In tests in mice, the researchers showed that this ultrasound device, which they call ImPULS (Implantable Piezoelectric Ultrasound Stimulator), can provoke activity in neurons of the hippocampus. Then, they implanted the fibers into the dopamine-producing substantia nigra and showed that they could stimulate neurons in the dorsal striatum to produce dopamine.

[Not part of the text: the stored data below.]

//! WebAssembly bindings for the ffmpeg-browser shim.
//!
//! This crate runs an Emscripten build of FFmpeg from Rust compiled to
//! WebAssembly, wrapping it in a small promise-based API.
//!
//! # Example (JavaScript)
//!
//! ```javascript
//! import init, { BrowserFFmpeg, checkCompatibility } from 'ffmpeg-browser-wasm';
//!
//! await init();
//! if (!checkCompatibility().overall) console.warn('reduced functionality');
//!
//! const ffmpeg = new BrowserFFmpeg('./ffmpeg-browser.js');
//! await ffmpeg.initialize({ INITIAL_MEMORY: 268435456 });
//!
//! const { data, processingTime, command } =
//!     await ffmpeg.processMedia(input, 'webm', { format: 'webm', videoBitrate: '1000k' });
//!
//! await ffmpeg.terminate();
//! ```

use error::WasmResult;
use wasm_bindgen::prelude::*;

mod clock;
mod compat;
mod error;
mod ffmpeg;
mod loader;
mod module;
mod utils;
mod worker;

pub use clock::PerformanceClock;
pub use compat::Compatibility;
pub use error::{ErrorCode, WasmError};
pub use ffmpeg::BrowserFFmpeg;
pub use loader::{EmscriptenLoader, EngineSource, ScriptSource};
pub use module::EmscriptenModule;
pub use worker::install_smoke_worker;

/// Initialize the WASM module.
///
/// Installs the panic hook and routes `tracing` output to the console.
#[wasm_bindgen(start)]
pub fn init() {
    utils::set_panic_hook();
    // A host page may already have installed a subscriber.
    let _ = tracing_wasm::try_set_as_global_default();
}

/// Get the version of the ffmpeg-browser-wasm library.
#[wasm_bindgen]
pub fn version() -> String {
    env!("CARGO_PKG_VERSION").to_string()
}

/// Check which browser features the engine can use. Returns
/// `{webAssembly, sharedArrayBuffer, opfs, webWorkers, bigint, overall}`.
#[wasm_bindgen(js_name = checkCompatibility)]
pub fn check_compatibility() -> WasmResult<JsValue> {
    let report = Compatibility::detect();
    if !report.overall {
        tracing::warn!(missing = ?report.missing(), "Browser lacks features");
    }
    Ok(serde_wasm_bindgen::to_value(&report)?)
}

/// Suggested thread count: `navigator.hardwareConcurrency` (or 4) capped
/// at 8.
#[wasm_bindgen(js_name = optimalThreadCount)]
pub fn optimal_thread_count() -> u32 {
    compat::detect_thread_count()
}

“Brain stimulation has been one of the most effective, yet least understood, methods used to restore health to the brain. ImPULS gives us the ability to stimulate brain cells with exquisite spatial-temporal resolution and in a manner that doesn’t produce the kind of damage or inflammation as other methods. Seeing its effectiveness in areas like the hippocampus opened an entirely new way for us to deliver precise stimulation to targeted circuits in the brain,” says Steve Ramirez, an assistant professor of psychological and brain sciences at Boston University, and a faculty member at B.U.’s Center for Systems Neuroscience, who is also an author of the study.
A customizable device
All of the components of the device are biocompatible, including the piezoelectric layer, which is made of a novel ceramic called potassium sodium niobate, or KNN. The current version of the implant is powered by an external power source, but the researchers envision that future versions could be powered a small implantable battery and electronics unit.
The researchers developed a microfabrication process that enables them to easily alter the length and thickness of the fiber, as well as the frequency of the sound waves produced by the piezoelectric transducer. This could allow the devices to be customized for different brain regions.
“We cannot say that the device will give the same effect on every region in the brain, but we can easily and very confidently say that the technology is scalable, and not only for mice. We can also make it bigger for eventual use in humans,” Dagdeviren says.
The researchers now plan to investigate how ultrasound stimulation might affect different regions of the brain, and if the devices can remain functional when implanted for year-long timescales. They are also interested in the possibility of incorporating a microfluidic channel, which could allow the device to deliver drugs as well as ultrasound.
In addition to holding promise as a potential therapeutic for Parkinson’s or other diseases, this type of ultrasound device could also be a valuable tool to help researchers learn more about the brain, the researchers say.
“Our goal to provide this as a research tool for the neuroscience community, because we believe that we don’t have enough effective tools to understand the brain,” Dagdeviren says. “As device engineers, we are trying to provide new tools so that we can learn more about different regions of the brain.”
The research was funded by the MIT Media Lab Consortium and the Brain and Behavior Foundation Research (BBRF) NARSAD Young Investigator Award.